Mozart coloca, aqui, toda a potência do coro, para cantar a
majestade de Deus. É uma entrada triunfal e majestosa para um “Rei de tremenda
majestade”. Contrastando com esta ostentação surge o último verso: “Salve-me, ó
fonte de piedade”. A voz humilde e contrita deste verso expõe a confiança que
perpassa toda a letra e composição deste hino. O mesmo que virá julgar todos os povos é o advogado, aquele que os
defenderá.
Recordáre
Brota, então, do
coração humano, uma profunda esperança:
“Recordáre,
Iesu pie, / quod sum causa tuae viae, / ne me perdas illa die”;
“Recorda-te, ó Jesus piedoso / Que sou a causa de teu peregrinar, / Não me
percais naquele dia”.
“Quaerens me sedísti lassus, / redemísti
crucem passus; / tantus labor non sit cassus”;
“Ao me buscar sentaste
cansado, / Redimiste sofrendo a cruz; / Tanto sofrimento não seja em vão”.

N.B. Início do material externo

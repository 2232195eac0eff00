//! Version information with embedded git metadata.

/// Package version from Cargo.toml.
pub const PKG_VERSION: &str = env!("CARGO_PKG_VERSION");

/// Git branch at build time, or "unknown" if unavailable.
pub const GIT_BRANCH: &str = match option_env!("VERGEN_GIT_BRANCH") {
    Some(branch) => branch,
    None => "unknown",
};

/// Git commit SHA (short) at build time, or "unknown" if unavailable.
pub const GIT_SHA: &str = match option_env!("VERGEN_GIT_SHA") {
    Some(sha) => sha,
    None => "unknown",
};

/// Whether the working tree was dirty at build time.
pub fn git_dirty() -> bool {
    option_env!("VERGEN_GIT_DIRTY") == Some("true")
}

/// Version string printed by `mimir version`:
/// `{version}+{branch}.{sha}`, with `.dirty` appended for a dirty tree.
pub fn version_string() -> String {
    let dirty_suffix = if git_dirty() { ".dirty" } else { "" };
    format!(
        "{PKG_VERSION}+{GIT_BRANCH}.{}{dirty_suffix}",
        &GIT_SHA[..7.min(GIT_SHA.len())]
    )
}

#[cfg(test)]
mod tests {
    use super::*;

    #[test]
    fn version_string_starts_with_pkg_version() {
        assert!(version_string().starts_with(PKG_VERSION));
    }

    #[test]
    fn version_string_carries_branch() {
        assert!(version_string().contains(GIT_BRANCH));
    }
}
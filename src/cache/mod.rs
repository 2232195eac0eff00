//! Semantic caching subsystem.
//!
//! - [`index`]: nearest-neighbour search over entry embeddings
//! - [`store`]: key → [`CacheEntry`] storage, in memory or on disk
//! - [`engine`]: [`SemanticCache`], which decides hit or miss and writes
//!   new answers back

pub mod engine;
pub mod entry;
pub mod index;
pub mod store;

pub use engine::{
    CacheMatch, CacheStats, DEFAULT_THRESHOLD, Resolution, SemanticCache, SemanticCacheConfig,
};
pub use entry::CacheEntry;
pub use index::{DistanceMetric, FlatIndex, Neighbor, VectorIndex};
pub use store::{CacheStore, JsonFileStore, MemoryCacheStore};
//! Nearest-neighbour index over cache entry embeddings.
//!
//! [`FlatIndex`] is an exact linear scan, which is plenty for the tens to
//! low thousands of entries a cache holds per run. The [`VectorIndex`]
//! trait leaves room for an approximate index later.

use serde::{Deserialize, Serialize};

use crate::{MimirError, Result};

/// Distance between two embeddings. Smaller is closer.
#[derive(Debug, Clone, Copy, PartialEq, Eq, Default, Serialize, Deserialize)]
#[serde(rename_all = "lowercase")]
pub enum DistanceMetric {
    /// `1 - cosine_similarity`, in `[0, 2]`.
    #[default]
    Cosine,
    /// L2 distance.
    Euclidean,
}

impl DistanceMetric {
    /// Distance between two equal-length vectors.
    pub fn distance(&self, a: &[f32], b: &[f32]) -> f32 {
        match self {
            Self::Cosine => 1.0 - cosine_similarity(a, b),
            Self::Euclidean => a
                .iter()
                .zip(b)
                .map(|(x, y)| (x - y) * (x - y))
                .sum::<f32>()
                .sqrt(),
        }
    }

    pub fn as_str(&self) -> &'static str {
        match self {
            Self::Cosine => "cosine",
            Self::Euclidean => "euclidean",
        }
    }
}

/// Cosine similarity; a zero vector is similar to nothing.
fn cosine_similarity(a: &[f32], b: &[f32]) -> f32 {
    let dot: f32 = a.iter().zip(b).map(|(x, y)| x * y).sum();
    let norm_a: f32 = a.iter().map(|x| x * x).sum::<f32>().sqrt();
    let norm_b: f32 = b.iter().map(|x| x * x).sum::<f32>().sqrt();

    if norm_a == 0.0 || norm_b == 0.0 {
        return 0.0;
    }

    (dot / (norm_a * norm_b)).clamp(-1.0, 1.0)
}

/// A search result: payload key and its distance from the query.
#[derive(Debug, Clone, PartialEq)]
pub struct Neighbor {
    pub key: String,
    pub distance: f32,
}

/// Vector index keyed by cache entry key.
pub trait VectorIndex: Send + Sync {
    /// Dimension every stored and queried vector must have.
    fn dimensions(&self) -> usize;

    fn metric(&self) -> DistanceMetric;

    /// Add a point. Fails only on dimension mismatch.
    fn insert(&mut self, vector: Vec<f32>, key: String) -> Result<()>;

    /// The `k` closest points, ascending by distance; ties keep insertion
    /// order. Empty when the index is empty.
    fn nearest(&self, vector: &[f32], k: usize) -> Result<Vec<Neighbor>>;

    /// Drop the point stored under `key`. Returns whether it existed.
    fn remove(&mut self, key: &str) -> bool;

    fn clear(&mut self);

    fn len(&self) -> usize;

    fn is_empty(&self) -> bool {
        self.len() == 0
    }
}

/// Exact brute-force index.
#[derive(Debug, Clone)]
pub struct FlatIndex {
    dimensions: usize,
    metric: DistanceMetric,
    // Insertion order is the tie-break order.
    points: Vec<(String, Vec<f32>)>,
}

impl FlatIndex {
    pub fn new(dimensions: usize, metric: DistanceMetric) -> Self {
        Self {
            dimensions,
            metric,
            points: Vec::new(),
        }
    }

    fn check_dimensions(&self, actual: usize) -> Result<()> {
        if actual != self.dimensions {
            return Err(MimirError::DimensionMismatch {
                expected: self.dimensions,
                actual,
            });
        }
        Ok(())
    }
}

impl VectorIndex for FlatIndex {
    fn dimensions(&self) -> usize {
        self.dimensions
    }

    fn metric(&self) -> DistanceMetric {
        self.metric
    }

    fn insert(&mut self, vector: Vec<f32>, key: String) -> Result<()> {
        self.check_dimensions(vector.len())?;
        self.points.push((key, vector));
        Ok(())
    }

    fn nearest(&self, vector: &[f32], k: usize) -> Result<Vec<Neighbor>> {
        self.check_dimensions(vector.len())?;

        let mut results: Vec<Neighbor> = self
            .points
            .iter()
            .map(|(key, point)| Neighbor {
                key: key.clone(),
                distance: self.metric.distance(vector, point),
            })
            .collect();

        // Stable sort: equal distances stay in insertion order.
        results.sort_by(|a, b| a.distance.total_cmp(&b.distance));
        results.truncate(k);
        Ok(results)
    }

    fn remove(&mut self, key: &str) -> bool {
        let before = self.points.len();
        self.points.retain(|(k, _)| k != key);
        self.points.len() != before
    }

    fn clear(&mut self) {
        self.points.clear();
    }

    fn len(&self) -> usize {
        self.points.len()
    }
}

#[cfg(test)]
mod tests {
    use super::*;

    fn index_with(points: &[(&str, [f32; 3])], metric: DistanceMetric) -> FlatIndex {
        let mut index = FlatIndex::new(3, metric);
        for (key, vector) in points {
            index.insert(vector.to_vec(), key.to_string()).unwrap();
        }
        index
    }

    #[test]
    fn empty_index_returns_nothing() {
        let index = FlatIndex::new(3, DistanceMetric::Cosine);
        assert!(index.nearest(&[1.0, 0.0, 0.0], 1).unwrap().is_empty());
    }

    #[test]
    fn nearest_orders_by_distance() {
        let index = index_with(
            &[
                ("x", [1.0, 0.0, 0.0]),
                ("y", [0.0, 1.0, 0.0]),
                ("xy", [1.0, 1.0, 0.0]),
            ],
            DistanceMetric::Cosine,
        );

        let results = index.nearest(&[1.0, 0.1, 0.0], 3).unwrap();
        let keys: Vec<&str> = results.iter().map(|n| n.key.as_str()).collect();
        assert_eq!(keys, vec!["x", "xy", "y"]);
        assert!(results[0].distance < results[1].distance);
    }

    #[test]
    fn ties_prefer_earlier_insertion() {
        let index = index_with(
            &[("first", [0.0, 2.0, 0.0]), ("second", [0.0, 5.0, 0.0])],
            DistanceMetric::Cosine,
        );

        // Same direction, so both have cosine distance 0.
        let results = index.nearest(&[0.0, 1.0, 0.0], 2).unwrap();
        assert_eq!(results[0].key, "first");
        assert_eq!(results[1].key, "second");
    }

    #[test]
    fn euclidean_distance() {
        let index = index_with(&[("origin", [0.0, 0.0, 0.0])], DistanceMetric::Euclidean);
        let results = index.nearest(&[3.0, 4.0, 0.0], 1).unwrap();
        assert!((results[0].distance - 5.0).abs() < 1e-6);
    }

    #[test]
    fn k_truncates() {
        let index = index_with(
            &[("a", [1.0, 0.0, 0.0]), ("b", [0.0, 1.0, 0.0])],
            DistanceMetric::Cosine,
        );
        assert_eq!(index.nearest(&[1.0, 0.0, 0.0], 1).unwrap().len(), 1);
        assert!(index.nearest(&[1.0, 0.0, 0.0], 0).unwrap().is_empty());
    }

    #[test]
    fn dimension_mismatch_on_insert_and_query() {
        let mut index = FlatIndex::new(3, DistanceMetric::Cosine);
        assert!(matches!(
            index.insert(vec![1.0, 0.0], "short".into()),
            Err(MimirError::DimensionMismatch {
                expected: 3,
                actual: 2
            })
        ));
        assert!(index.nearest(&[1.0; 4], 1).is_err());
    }

    #[test]
    fn remove_and_clear() {
        let mut index = index_with(
            &[("a", [1.0, 0.0, 0.0]), ("b", [0.0, 1.0, 0.0])],
            DistanceMetric::Cosine,
        );
        assert!(index.remove("a"));
        assert!(!index.remove("a"));
        assert_eq!(index.len(), 1);
        index.clear();
        assert!(index.is_empty());
    }

    #[test]
    fn zero_vector_has_unit_cosine_distance() {
        let distance = DistanceMetric::Cosine.distance(&[0.0, 0.0], &[1.0, 0.0]);
        assert!((distance - 1.0).abs() < 1e-6);
    }
}
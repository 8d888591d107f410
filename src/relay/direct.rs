//! Direct provider relay
//!
//! Obtains completion text from a [`CompletionProvider`]. Every provider
//! failure is reported as an internal error; the failure kind is not
//! surfaced to the caller.

use std::sync::Arc;

use async_trait::async_trait;
use axum::http::StatusCode;
use tracing::Instrument;

use crate::{
    error::{AppError, AppResult},
    proxy::{CompletionProvider, RequestContext},
    relay::{PromptRequest, Relay, RelayReply},
};

/// Relay backed by a completion provider
pub struct DirectRelay {
    provider: Arc<dyn CompletionProvider>,
}

impl DirectRelay {
    pub fn new(provider: Arc<dyn CompletionProvider>) -> Self {
        Self { provider }
    }
}

#[async_trait]
impl Relay for DirectRelay {
    fn name(&self) -> &'static str {
        "direct"
    }

    async fn relay(&self, request: PromptRequest) -> AppResult<RelayReply> {
        let ctx = RequestContext::new(self.name(), self.provider.name());

        // No blank check here: an empty prompt still goes upstream.
        let Some(prompt) = request.prompt else {
            let err = AppError::Internal("prompt parameter is missing".to_string());
            ctx.log_error(StatusCode::INTERNAL_SERVER_ERROR.as_u16(), &err.to_string());
            return Err(err);
        };

        let span = ctx.create_span();
        async {
            ctx.log_request_start(prompt.len());

            match self.provider.get_response(&prompt).await {
                Ok(text) => {
                    ctx.log_request_complete();
                    Ok(RelayReply::Completion(text))
                }
                Err(err) => {
                    let message = err.to_string();
                    ctx.log_error(StatusCode::INTERNAL_SERVER_ERROR.as_u16(), &message);
                    Err(AppError::Internal(message))
                }
            }
        }
        .instrument(span)
        .await
    }
}
//! Completion provider abstraction
//!
//! Defines the trait the direct relay path uses to obtain a completion for
//! a prompt, so the concrete provider client can be swapped in tests.

use async_trait::async_trait;

use crate::error::UpstreamError;

/// A provider able to turn a single prompt into completion text
///
/// # Contract
///
/// Implementations issue exactly one upstream call per invocation, send the
/// prompt verbatim as a single user message, and never retry.
#[async_trait]
pub trait CompletionProvider: Send + Sync {
    /// Provider name for logging and metrics
    fn name(&self) -> &'static str;

    /// Get the completion text for `prompt`
    async fn get_response(&self, prompt: &str) -> Result<String, UpstreamError>;
}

Para implorar a misericórdia de Jesus, o
réu recorre não aos méritos que ele porventura possua, mas aos méritos de
Cristo Crucificado; ele pede que todo o Seu suplício neste mundo não seja
desperdiçado.
“Iuste iudex ultiónis, / donum fac
remissiónis / ante diem ratiónis”;
“Justo juiz de vingança, / Concede o
dom da remissão / Antes do dia da prestação de contas”.
Agora, a invocação tem como finalidade
pedir a remissão dos pecados antes do dia do Juízo e, em última instância,
antes da própria morte, já que, como ensina o Catecismo, “a morte é o fim
(...) do tempo de graça e de misericórdia que Deus lhe oferece (...) para
decidir seu destino último” (Catecismo da Igreja Católica, n. 1013).
Ingemísco
O pedido é feito
com confiança na misericórdia de Deus, à qual o homem entrega toda a sua
miséria e indignidade:
“Ingemísco
tamquam reus, / culpa rubet vultus meus; / supplicánti parce, Deus”;
“Eu gemo como um réu, / A culpa torna meu
rosto vermelho; / Ó Deus, tem piedade do que suplica”.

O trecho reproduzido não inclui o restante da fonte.